Lake Erie ambassador hooked on Stone Laboratory

9/29/2011
BY TOM HENRY
BLADE COMMENTARY WRITER

THE first night I spent with big, burly John Hageman ended in a decrepit Put-in-Bay tavern, with the two of us in a friendly arm-wrestling match for the joint's last bottle of Pabst Blue Ribbon beer.

That was in the early 1990s, just before last call. I couldn't get the word limnology -- the study of lakes -- out of my head.

I had been put through the rigors of my first intensive study of Lake Erie by Ohio State University's revered Stone Laboratory on Gibraltar Island, one of the smallest Lake Erie islands. Stone Lab is the older of only two college Great Lakes laboratories anchored on an island. The other is Central Michigan University's biological field station on Lake Michigan's Beaver Island.

Experts introduced as limnologists had been around me all day. First, I spent hours on a boat with them. After a little chow, they took me to Stone Lab's big weekly attraction, an evening lecture about Lake Erie in an old classroom. Then they included me in their post-lecture ritual of blowing off steam at the bar.

Their world of science was as foreign to me as Eastern Europe. It was like the feeling I had a decade earlier, when my sister, Sue Henry, invited me to her house in Lansing to meet some Polish immigrants her church had helped come to America after the historic Solidarity labor uprising that ultimately led to the Soviet bloc's downfall.

It's always amazing how a little beer can help break down language barriers. I felt as if I was starting to understand the Lake Erie scientists better as we shot pool, threw darts, played foosball, and wolfed down a few cold ones.

I don't remember who got the Pabst. But I got the better of the deal by forming a friendship with Mr. Hageman. So did The Blade's readers.

Mr. Hageman, who retired Aug. 31 after 24 years as Stone Lab's manager, was never a highbrow academic or a call-my-secretary guy. He veered onto his chosen career path because of an uncanny ability to identify Great Lakes fish -- a skill that landed him a part-time job at age 17 for $2.50 an hour with OSU's Center for Lake Erie Area Research in the late 1970s.

In the years that followed, he got dirty. If he wasn't helping youths trawl for fish from a boat or dissect fish in the lab, he was dazzling them with the mysteries of life as seen through a microscope in a drop of water. His love for Lake Erie showed in his affable demeanor, making him a great ambassador for the world's 11th largest lake and one of Ohio's greatest natural resources.

The guy kept busy beyond belief. For years, Stone Lab has hosted K-12 students with assembly-line precision, often for overnight visits. It's nothing to see throngs of kids coming in as throngs of kids are leaving.

OSU figures the lab lately has hosted nearly 5,000 students a year from 70 schools.

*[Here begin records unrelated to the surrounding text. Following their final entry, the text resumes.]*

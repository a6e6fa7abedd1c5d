use chrono::Utc;
use clap::{Args, Subcommand};
use serde::Serialize;
use timekeep_core::storage::{PomodoroSettings, Store};
use timekeep_core::timer::{
    Difficulty, EggPreset, SegmentSpec, Side, Timer, TimerConfig, TimerKind,
};
use timekeep_core::{Command, Config, Event, Runtime};

use super::print_json;

#[derive(Subcommand)]
pub enum TimerAction {
    /// Configure a timer without starting it
    Setup(SetupArgs),
    /// Start (or resume) a timer; any other running timer is paused
    Start { kind: TimerKind },
    /// Pause a timer
    Stop { kind: TimerKind },
    /// Reset a timer to its configured state
    Reset { kind: TimerKind },
    /// Print a timer's state as JSON
    Status {
        /// Timer kind; all timers when omitted
        kind: Option<TimerKind>,
    },
    /// Record a stopwatch lap
    Lap,
    /// Skip the current phase (interval, meditation) or Pomodoro session
    Skip { kind: TimerKind },
    /// Defuse the bomb
    Defuse,
    /// Move the presentation to its next segment
    Next,
    /// Adjust a scoreboard tally (points or penalties)
    Score {
        kind: TimerKind,
        /// Amount to add; negative values subtract
        #[arg(allow_hyphen_values = true)]
        delta: i32,
        /// Apply to the away side instead of home
        #[arg(long)]
        away: bool,
    },
    /// Advance a game clock to its next period
    NextPeriod { kind: TimerKind },
}

/// Setup parameters. Durations are in seconds; anything omitted keeps the
/// timer's current value.
#[derive(Args)]
pub struct SetupArgs {
    kind: TimerKind,
    /// Countdown, egg or bomb duration
    #[arg(long)]
    duration: Option<u64>,
    /// Interval or Pomodoro work length
    #[arg(long)]
    work: Option<u64>,
    /// Interval rest length
    #[arg(long)]
    rest: Option<u64>,
    /// Interval or meditation cycles
    #[arg(long)]
    cycles: Option<u32>,
    /// Pomodoro short break length
    #[arg(long)]
    short_break: Option<u64>,
    /// Pomodoro long break length
    #[arg(long)]
    long_break: Option<u64>,
    /// Pomodoro work sessions between long breaks
    #[arg(long)]
    sessions_until_long_break: Option<u32>,
    /// Pomodoro total work sessions
    #[arg(long)]
    sessions: Option<u32>,
    /// Egg preset (soft, medium, hard)
    #[arg(long)]
    preset: Option<EggPreset>,
    /// Bomb difficulty (easy, medium, hard)
    #[arg(long)]
    difficulty: Option<Difficulty>,
    /// Meditation breathe-in length
    #[arg(long)]
    inhale: Option<u32>,
    /// Meditation hold length
    #[arg(long)]
    hold: Option<u32>,
    /// Meditation breathe-out length
    #[arg(long)]
    exhale: Option<u32>,
    /// Silence meditation phase sounds
    #[arg(long, conflicts_with = "unmute")]
    mute: bool,
    /// Turn meditation phase sounds back on
    #[arg(long)]
    unmute: bool,
    /// Game clock period length
    #[arg(long)]
    period: Option<u64>,
    /// Game clock number of periods
    #[arg(long)]
    periods: Option<u32>,
    /// Presentation segment as "Title=SECONDS"; repeat for each segment
    #[arg(long = "segment", value_parser = parse_segment)]
    segments: Vec<SegmentSpec>,
}

fn parse_segment(raw: &str) -> Result<SegmentSpec, String> {
    let (title, secs) = raw
        .rsplit_once('=')
        .ok_or_else(|| format!("expected TITLE=SECONDS, got {raw:?}"))?;
    let secs: u64 = secs
        .trim()
        .parse()
        .map_err(|_| format!("invalid seconds in {raw:?}"))?;
    Ok(SegmentSpec::new(title.trim(), secs.saturating_mul(1000)))
}

fn secs(value: Option<u64>) -> Option<u64> {
    value.map(|s| s.saturating_mul(1000))
}

/// Build the setup config for `args.kind`, filling gaps from `current`.
fn build_config(args: SetupArgs, current: &Timer, pomodoro: &PomodoroSettings) -> TimerConfig {
    match current {
        Timer::Stopwatch(_) => TimerConfig::Stopwatch,
        Timer::Countdown(t) => TimerConfig::Countdown {
            duration_ms: secs(args.duration).unwrap_or(t.initial_ms),
        },
        Timer::Interval(t) => TimerConfig::Interval {
            work_ms: secs(args.work).unwrap_or(t.work_ms),
            rest_ms: secs(args.rest).unwrap_or(t.rest_ms),
            cycles: args.cycles.unwrap_or(t.total_cycles),
        },
        Timer::Pomodoro(_) => TimerConfig::Pomodoro {
            work_ms: secs(args.work).unwrap_or(pomodoro.work_ms),
            short_break_ms: secs(args.short_break).unwrap_or(pomodoro.short_break_ms),
            long_break_ms: secs(args.long_break).unwrap_or(pomodoro.long_break_ms),
            sessions_until_long_break: args
                .sessions_until_long_break
                .unwrap_or(pomodoro.sessions_until_long_break),
            total_sessions: args.sessions.unwrap_or(pomodoro.total_sessions),
        },
        Timer::Egg(t) => match (secs(args.duration), args.preset) {
            (None, None) => TimerConfig::Egg {
                duration_ms: Some(t.initial_ms),
                preset: t.preset,
            },
            (duration_ms, preset) => TimerConfig::Egg {
                duration_ms,
                preset,
            },
        },
        Timer::Bomb(t) => TimerConfig::Bomb {
            duration_ms: match (secs(args.duration), args.difficulty) {
                (None, None) => Some(t.initial_ms),
                (duration_ms, _) => duration_ms,
            },
            difficulty: args.difficulty.unwrap_or(t.difficulty),
        },
        Timer::Meditation(t) => TimerConfig::Meditation {
            breathe_in_secs: args.inhale.unwrap_or(t.breathe_in_secs),
            hold_secs: args.hold.unwrap_or(t.hold_secs),
            breathe_out_secs: args.exhale.unwrap_or(t.breathe_out_secs),
            cycles: args.cycles.unwrap_or(t.total_cycles),
            sound_enabled: (t.sound_enabled || args.unmute) && !args.mute,
        },
        Timer::Basketball(t) => TimerConfig::Basketball {
            period_ms: secs(args.period).or(Some(t.period_ms)),
            periods: args.periods.or(Some(t.total_periods)),
        },
        Timer::Hockey(t) => TimerConfig::Hockey {
            period_ms: secs(args.period).or(Some(t.period_ms)),
            periods: args.periods.or(Some(t.total_periods)),
        },
        Timer::Presentation(t) => TimerConfig::Presentation {
            segments: if args.segments.is_empty() {
                t.segments
                    .iter()
                    .map(|s| SegmentSpec::new(s.title.clone(), s.duration_ms))
                    .collect()
            } else {
                args.segments
            },
        },
    }
}

/// Persist the Pomodoro lengths so the next setup starts from them.
fn remember_pomodoro(
    store: &Store,
    config: &TimerConfig,
) -> Result<(), Box<dyn std::error::Error>> {
    if let TimerConfig::Pomodoro {
        work_ms,
        short_break_ms,
        long_break_ms,
        sessions_until_long_break,
        total_sessions,
    } = *config
    {
        store.set_pomodoro_settings(&PomodoroSettings {
            work_ms,
            short_break_ms,
            long_break_ms,
            sessions_until_long_break,
            total_sessions,
        })?;
    }
    Ok(())
}

/// `timer status` output: the requested state plus whatever restoring the
/// saved timers just reported, as one document.
#[derive(Serialize)]
#[serde(untagged)]
enum Status<'a> {
    One { timer: Timer, events: &'a [Event] },
    All { timers: Vec<&'a Timer>, events: &'a [Event] },
}

fn timer_of(runtime: &Runtime, kind: TimerKind) -> Timer {
    runtime
        .engine()
        .get(kind)
        .cloned()
        .unwrap_or_else(|| Timer::default_for(kind))
}

pub fn run(action: TimerAction) -> Result<(), Box<dyn std::error::Error>> {
    let config = Config::load_or_default();
    let mut runtime = Runtime::open(&config)?;
    let mut events: Vec<Event> = runtime.load(Utc::now());

    let command = match action {
        TimerAction::Status { kind } => {
            let status = match kind {
                Some(kind) => Status::One {
                    timer: timer_of(&runtime, kind),
                    events: &events,
                },
                None => Status::All {
                    timers: runtime.engine().timers().collect(),
                    events: &events,
                },
            };
            return print_json(&status);
        }
        TimerAction::Setup(args) => {
            let current = timer_of(&runtime, args.kind);
            let setup = build_config(args, &current, &runtime.store().pomodoro_settings());
            remember_pomodoro(runtime.store(), &setup)?;
            Command::Setup(setup)
        }
        TimerAction::Start { kind } => Command::Start(kind),
        TimerAction::Stop { kind } => Command::Stop(kind),
        TimerAction::Reset { kind } => Command::Reset(kind),
        TimerAction::Lap => Command::AddLap,
        TimerAction::Skip { kind: TimerKind::Pomodoro } => Command::SkipSession,
        TimerAction::Skip { kind } => Command::SkipPhase(kind),
        TimerAction::Defuse => Command::Defuse,
        TimerAction::Next => Command::NextSegment,
        TimerAction::Score { kind, delta, away } => Command::AdjustScore {
            kind,
            side: if away { Side::Away } else { Side::Home },
            delta,
        },
        TimerAction::NextPeriod { kind } => Command::NextPeriod(kind),
    };

    events.extend(runtime.apply(command));
    print_json(&events)?;
    Ok(())
}
use clap::Subcommand;
use timekeep_core::storage::Alarm;
use timekeep_core::Store;

use super::print_json;

#[derive(Subcommand)]
pub enum AlarmAction {
    /// Add an alarm at HH:MM
    Add {
        time: String,
        #[arg(long, default_value = "Alarm")]
        label: String,
    },
    /// List alarms
    List,
    /// Remove an alarm by id
    Remove { id: String },
    /// Enable or disable an alarm by id
    Toggle { id: String },
}

fn parse_time(raw: &str) -> Result<(u8, u8), String> {
    let (hour, minute) = raw
        .split_once(':')
        .ok_or_else(|| format!("expected HH:MM, got {raw:?}"))?;
    let hour = hour.parse().map_err(|_| format!("invalid hour in {raw:?}"))?;
    let minute = minute
        .parse()
        .map_err(|_| format!("invalid minute in {raw:?}"))?;
    Ok((hour, minute))
}

pub fn run(action: AlarmAction) -> Result<(), Box<dyn std::error::Error>> {
    let store = Store::open()?;
    let mut alarms = store.alarms();
    match action {
        AlarmAction::Add { time, label } => {
            let (hour, minute) = parse_time(&time)?;
            let alarm = Alarm::new(hour, minute, label)?;
            print_json(&alarm)?;
            alarms.push(alarm);
        }
        AlarmAction::List => return print_json(&alarms),
        AlarmAction::Remove { id } => {
            let before = alarms.len();
            alarms.retain(|a| a.id != id);
            if alarms.len() == before {
                return Err(format!("no alarm with id {id}").into());
            }
            println!("removed {id}");
        }
        AlarmAction::Toggle { id } => {
            let alarm = alarms
                .iter_mut()
                .find(|a| a.id == id)
                .ok_or_else(|| format!("no alarm with id {id}"))?;
            alarm.enabled = !alarm.enabled;
            println!("{id} {}", if alarm.enabled { "enabled" } else { "disabled" });
        }
    }
    store.set_alarms(&alarms)?;
    Ok(())
}

#[cfg(test)]
mod tests {
    use super::*;

    #[test]
    fn times_parse() {
        assert_eq!(parse_time("07:30"), Ok((7, 30)));
        assert!(parse_time("0730").is_err());
        assert!(parse_time("7:xx").is_err());
    }
}
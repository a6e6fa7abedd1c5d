use clap::{CommandFactory, Parser, Subcommand};
use clap_complete::Shell;
use tracing_subscriber::EnvFilter;

use timekeep_core::Config;

mod commands;

#[derive(Parser)]
#[command(name = "timekeep", version, about = "timekeep - ten timers that keep counting")]
struct Cli {
    #[command(subcommand)]
    command: Commands,
}

#[derive(Subcommand)]
enum Commands {
    /// Timer control
    Timer {
        #[command(subcommand)]
        action: commands::timer::TimerAction,
    },
    /// Run the timers live until interrupted
    Watch(commands::watch::WatchArgs),
    /// Render a page of the app
    Show {
        /// Page path (e.g. "/", "/pomodoro", "/stats")
        #[arg(default_value = "/")]
        path: String,
    },
    /// Session history
    History {
        #[command(subcommand)]
        action: commands::history::HistoryAction,
    },
    /// Usage statistics and achievements
    Stats,
    /// User preferences
    Prefs {
        #[command(subcommand)]
        action: commands::prefs::PrefsAction,
    },
    /// Configuration management
    Config {
        #[command(subcommand)]
        action: commands::config::ConfigAction,
    },
    /// Export, import or clear all stored data
    Data {
        #[command(subcommand)]
        action: commands::data::DataAction,
    },
    /// World-clock alarms
    Alarm {
        #[command(subcommand)]
        action: commands::alarm::AlarmAction,
    },
    /// Print the current time and date
    Clock,
    /// Serve the timer-state API and static assets
    Serve(commands::serve::ServeArgs),
    /// Generate shell completions
    Completions {
        /// Target shell
        shell: Shell,
    },
}

fn init_tracing() {
    let filter = EnvFilter::try_from_default_env()
        .unwrap_or_else(|_| EnvFilter::new(Config::load_or_default().log_level));
    tracing_subscriber::fmt()
        .with_env_filter(filter)
        .with_writer(std::io::stderr)
        .init();
}

fn main() {
    let cli = Cli::parse();
    init_tracing();

    let result = match cli.command {
        Commands::Timer { action } => commands::timer::run(action),
        Commands::Watch(args) => commands::watch::run(args),
        Commands::Show { path } => commands::show::run(&path),
        Commands::History { action } => commands::history::run(action),
        Commands::Stats => commands::stats::run(),
        Commands::Prefs { action } => commands::prefs::run(action),
        Commands::Config { action } => commands::config::run(action),
        Commands::Data { action } => commands::data::run(action),
        Commands::Alarm { action } => commands::alarm::run(action),
        Commands::Clock => commands::clock::run(),
        Commands::Serve(args) => commands::serve::run(args),
        Commands::Completions { shell } => {
            let mut cli = Cli::command();
            clap_complete::generate(shell, &mut cli, "timekeep", &mut std::io::stdout());
            Ok(())
        }
    };

    if let Err(e) = result {
        eprintln!("error: {e}");
        std::process::exit(1);
    }
}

Mr. Hageman often was the logistics magician to boot. He spent his summers checking in on graduate students and professors who use Stone Lab to do some of the Great Lakes region's most important research.

He spent his winters as a Lake Erie ice fishing guide. He was such a fixture on the islands that many people probably didn't know he and his wife live near Bowling Green.

Thousands of people -- kids to college professors -- have at least a little better understanding of Lake Erie because of Mr. Hageman's plain-spoken insight and hospitality. I can't remember a single press release Mr. Hageman wrote. Yet he was one of the lake's most effective communicators.

Mr. Hageman pulled his first fish trawl on Lake Erie as a high school sophomore, during a series of field trips he made to Stone Lab in the late 1970s. He got hooked, not just on fishing but also on the thrill of turning people on to Lake Erie. You don't find his intangibles in a job description.

"I just think what would have happened if I hadn't made those trips to Stone Lab as a high school student, or how many students have made the decision to become biology majors after coming here on field trips," Mr. Hageman said.

Said Jeff Reutter, director of Ohio Sea Grant and Stone Laboratory: "There's probably nobody in Stone Lab's history who has meant more to the lab than John."

Tom Henry is an editorial writer and columnist for The Blade.